Anar Bayramli’s attorney, Anar Ghasemlu, also said that the presiding judge had refused to allow news coverage of the second court session and disrupted questions against the case.
According to local sources, the contradictory testimonies of a false police witness proved that Bayramli had been framed by the police.
Ghasemlu added that the court uses a different witness in each hearing to cover up the falsehoods and contradictory accounts of witnesses.
Bayramli’s second court session was also attended by some prominent human rights activists, including Zartosht Alizadeh and Arezu Abdullah.
His lawyer reiterated that the next court session will be held on June 1, adding that the charge of carrying drugs is unfounded as it was revealed during the first hearing. He said that his client is not addicted, but a journalist and a prisoner of conscience, whose detention is based on fabricated allegations.
The IRIB correspondent has also denied the charges, saying that political bias and his professional journalistic activities are the reason for his imprisonment. He has also asserted that he has never come across a person, who has claimed at the court to be among the police officers, who arrested him.
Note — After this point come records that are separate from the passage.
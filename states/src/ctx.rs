use std::any::{TypeId, type_name};
use std::collections::BTreeMap;
use std::fmt::{Debug, Formatter};

use log::{debug, error, warn};
use tokio::task::JoinSet;
use tokio_util::sync::CancellationToken;

use crate::runtime::UpdateKind;
use crate::{
    Command, CommandSnapshot, Compute, Dep, Error, State, StateRuntime, StateSyncStatus,
    TaskHandle, TaskId, Updater,
};

pub(crate) struct ComputeSlot {
    pub(crate) value: Box<dyn Compute>,
    state_deps: Vec<TypeId>,
    compute_deps: Vec<TypeId>,
    status: StateSyncStatus,
}

struct QueuedCommand {
    type_id: TypeId,
    name: &'static str,
    command: Box<dyn Command>,
}

/// Owner of every state, compute and in-flight command of the app.
///
/// The frame loop is expected to call, in order:
/// 1. `sync_computes` to apply updates published by finished commands,
/// 2. the UI code, which reads with `state` / `cached` and edits with `update`,
/// 3. `run_computed` to refresh computes whose inputs changed,
/// 4. `flush_commands` to start the commands enqueued during the frame.
#[derive(Default)]
pub struct StateCtx {
    runtime: StateRuntime,
    states: BTreeMap<TypeId, Box<dyn State>>,
    computes: BTreeMap<TypeId, ComputeSlot>,
    // registration order, which is also the run order
    compute_order: Vec<TypeId>,
    command_queue: Vec<QueuedCommand>,
    running: BTreeMap<TypeId, TaskHandle>,
    generation: u64,
    tasks: JoinSet<()>,
}

impl Debug for StateCtx {
    fn fmt(&self, f: &mut Formatter<'_>) -> std::fmt::Result {
        f.debug_struct("StateCtx")
            .field("states", &self.states.len())
            .field("computes", &self.compute_order.len())
            .field("queued_commands", &self.command_queue.len())
            .field("tasks", &self.tasks.len())
            .finish()
    }
}
//! Built-in message catalogue.
//!
//! Messages are addressed by `(namespace, key)`. Lookups for unknown keys return the key
//! itself so a missing translation shows up in the UI instead of an empty label.

use std::any::Any;
use std::collections::BTreeMap;

use snaily_states::{State, snapshot_clone};

use crate::table::BoolLabels;

pub const COMMON: &str = "Common";
pub const MANAGEMENT: &str = "Management";
pub const AUTH: &str = "Auth";
pub const ERRORS: &str = "Errors";

const ENGLISH: &[(&str, &str, &str)] = &[
    (COMMON, "yes", "Yes"),
    (COMMON, "no", "No"),
    (COMMON, "search", "Search"),
    (COMMON, "manage", "Manage"),
    (COMMON, "actions", "Actions"),
    (COMMON, "accept", "Accept"),
    (COMMON, "decline", "Decline"),
    (COMMON, "refresh", "Refresh"),
    (COMMON, "loading", "Loading..."),
    (MANAGEMENT, "MANAGE_USERS", "Manage Users"),
    (MANAGEMENT, "allUsers", "All Users"),
    (MANAGEMENT, "pendingUsers", "Pending Users"),
    (MANAGEMENT, "noPendingUsers", "There are no users pending access."),
    (AUTH, "login", "Login"),
    (AUTH, "username", "Username"),
    (AUTH, "password", "Password"),
    (AUTH, "noAccount", "Don't have an account? Register"),
    (AUTH, "loginViaDiscord", "Login via Discord"),
    (ERRORS, "userBanned", "This user has been banned from this CAD."),
    (ERRORS, "userDeleted", "This account has been deleted."),
    (
        ERRORS,
        "discordNameInUse",
        "This Discord account is already linked to another user.",
    ),
];

#[derive(Debug, Clone, PartialEq, Eq)]
pub struct Messages {
    locale: String,
    entries: BTreeMap<(String, String), String>,
}

impl Messages {
    pub fn english() -> Self {
        let entries = ENGLISH
            .iter()
            .map(|(ns, key, text)| (((*ns).to_owned(), (*key).to_owned()), (*text).to_owned()))
            .collect();
        Self {
            locale: "en".to_owned(),
            entries,
        }
    }

    pub fn locale(&self) -> &str {
        &self.locale
    }

    /// Adds or replaces one message.
    pub fn insert(&mut self, namespace: &str, key: &str, text: impl Into<String>) {
        self.entries
            .insert((namespace.to_owned(), key.to_owned()), text.into());
    }

    pub fn t<'a>(&'a self, namespace: &str, key: &'a str) -> &'a str {
        self.entries
            .get(&(namespace.to_owned(), key.to_owned()))
            .map_or(key, String::as_str)
    }

    pub fn yes_no(&self, value: bool) -> &str {
        if value {
            self.t(COMMON, "yes")
        } else {
            self.t(COMMON, "no")
        }
    }

    pub fn bool_labels(&self) -> BoolLabels<'_> {
        BoolLabels {
            yes: self.yes_no(true),
            no: self.yes_no(false),
        }
    }
}

impl Default for Messages {
    fn default() -> Self {
        Self::english()
    }
}

impl State for Messages {
    fn as_any(&self) -> &dyn Any {
        self
    }

    fn as_any_mut(&mut self) -> &mut dyn Any {
        self
    }

    fn snapshot(&self) -> Option<Box<dyn Any + Send>> {
        snapshot_clone(self)
    }
}

#[cfg(test)]
mod tests {
    use super::*;

    #[test]
    fn looks_up_english_messages() {
        let messages = Messages::english();
        assert_eq!(messages.t(MANAGEMENT, "allUsers"), "All Users");
        assert_eq!(messages.yes_no(true), "Yes");
        assert_eq!(messages.yes_no(false), "No");
    }

    #[test]
    fn unknown_key_falls_back_to_key() {
        let messages = Messages::english();
        assert_eq!(messages.t(COMMON, "doesNotExist"), "doesNotExist");
        assert_eq!(messages.t("Nope", "yes"), "yes");
    }

    #[test]
    fn overrides_feed_bool_labels() {
        let mut messages = Messages::english();
        messages.insert(COMMON, "yes", "Oui");
        messages.insert(COMMON, "no", "Non");

        let labels = messages.bool_labels();
        assert_eq!(labels.label(true), "Oui");
        assert_eq!(labels.label(false), "Non");
    }
}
Iran, a number of Azeri political parties, Amnesty International, and other human rights organizations have condemned the detention of the IRIB employee.
On February 18, Azerbaijan’s police and plainclothes forces arrested Bayramli in the capital city of Baku and transferred him to the Central Police Department on charges of “carrying illicit drugs.”
The case of the journalist comes amid a new wave of arrests of Muslim activists and anti-government protestors in the Caspian Sea littoral state.